* ASSIGNMENT:
Set every record down again, identical to the original.

* DATA SHOWN:
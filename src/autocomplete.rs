//! Autocomplete index construction.
//!
//! Merges search-term observations with catalog item names into one ranked
//! suggestion list. A term's frequency is the maximum seen across all of its
//! contributions, never the sum: the index ranks peak observed relevance,
//! not cumulative volume.

use crate::collate::korean_collator;
use crate::error::Result;
use crate::ingest::TermRow;
use crate::model::{AutocompleteEntry, AutocompleteIndex, Catalog};
use crate::reconcile::BuildOptions;
use std::collections::HashMap;

/// Builds the autocomplete index from the term list and the built catalog.
///
/// Every term row seeds its Korean term at the reported frequency and, when
/// a translation exists, the English term at `translated_freq_ratio` of that
/// frequency (floored, minimum 1 so tiny-frequency aliases stay
/// discoverable). Catalog item names merge in at `base_name_freq` and their
/// translations at half of it, floored.
pub fn build_autocomplete(
    terms: &[TermRow],
    catalog: &Catalog,
    options: &BuildOptions,
) -> Result<AutocompleteIndex> {
    let mut freqs: HashMap<String, u32> = HashMap::new();

    for term in terms {
        let term_ko = term.term_ko.trim();
        if term_ko.is_empty() {
            continue;
        }
        let freq = term.frequency();
        merge_max(&mut freqs, term_ko, freq);

        let term_en = term.term_en.trim();
        if !term_en.is_empty() {
            let translated = (freq as f64 * options.translated_freq_ratio).floor() as u32;
            merge_max(&mut freqs, term_en, translated.max(1));
        }
    }

    for item in &catalog.items {
        let name_ko = item.name_ko.trim();
        if !name_ko.is_empty() {
            merge_max(&mut freqs, name_ko, options.base_name_freq);
        }
        if let Some(name_en) = item.name_en.as_deref() {
            let name_en = name_en.trim();
            if !name_en.is_empty() {
                merge_max(&mut freqs, name_en, options.base_name_freq / 2);
            }
        }
    }

    let collator = korean_collator()?;
    let mut entries: Vec<AutocompleteEntry> = freqs
        .into_iter()
        .map(|(term, freq)| AutocompleteEntry { term, freq })
        .collect();
    entries.sort_by(|a, b| {
        b.freq
            .cmp(&a.freq)
            .then_with(|| collator.compare(&a.term, &b.term))
    });

    Ok(AutocompleteIndex {
        country: options.country.clone(),
        terms: entries,
    })
}

fn merge_max(freqs: &mut HashMap<String, u32>, term: &str, freq: u32) {
    let entry = freqs.entry(term.to_string()).or_insert(0);
    *entry = (*entry).max(freq);
}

* YOUR SOLUTION:
filename src/autocomplete.rs
//! Autocomplete index construction.
//!
//! Merges search-term observations with catalog item names into one ranked
//! suggestion list. A term's frequency is the maximum seen across all of its
//! contributions, never the sum: the index ranks peak observed relevance,
//! not cumulative volume.

use crate::collate::korean_collator;
use crate::error::Result;
use crate::ingest::TermRow;
use crate::model::{AutocompleteEntry, AutocompleteIndex, Catalog};
use crate::reconcile::BuildOptions;
use std::collections::HashMap;

/// Builds the autocomplete index from the term list and the built catalog.
///
/// Every term row seeds its Korean term at the reported frequency and, when
/// a translation exists, the English term at `translated_freq_ratio` of that
/// frequency (floored, minimum 1 so tiny-frequency aliases stay
/// discoverable). Catalog item names merge in at `base_name_freq` and their
/// translations at half of it, floored.
pub fn build_autocomplete(
    terms: &[TermRow],
    catalog: &Catalog,
    options: &BuildOptions,
) -> Result<AutocompleteIndex> {
    let mut freqs: HashMap<String, u32> = HashMap::new();

    for term in terms {
        let term_ko = term.term_ko.trim();
        if term_ko.is_empty() {
            continue;
        }
        let freq = term.frequency();
        merge_max(&mut freqs, term_ko, freq);

        let term_en = term.term_en.trim();
        if !term_en.is_empty() {
            let translated = (freq as f64 * options.translated_freq_ratio).floor() as u32;
            merge_max(&mut freqs, term_en, translated.max(1));
        }
    }

    for item in &catalog.items {
        let name_ko = item.name_ko.trim();
        if !name_ko.is_empty() {
            merge_max(&mut freqs, name_ko, options.base_name_freq);
        }
        if let Some(name_en) = item.name_en.as_deref() {
            let name_en = name_en.trim();
            if !name_en.is_empty() {
                merge_max(&mut freqs, name_en, options.base_name_freq / 2);
            }
        }
    }

    let collator = korean_collator()?;
    let mut entries: Vec<AutocompleteEntry> = freqs
        .into_iter()
        .map(|(term, freq)| AutocompleteEntry { term, freq })
        .collect();
    entries.sort_by(|a, b| {
        b.freq
            .cmp(&a.freq)
            .then_with(|| collator.compare(&a.term, &b.term))
    });

    Ok(AutocompleteIndex {
        country: options.country.clone(),
        terms: entries,
    })
}

fn merge_max(freqs: &mut HashMap<String, u32>, term: &str, freq: u32) {
    let entry = freqs.entry(term.to_string()).or_insert(0);
    *entry = (*entry).max(freq);
}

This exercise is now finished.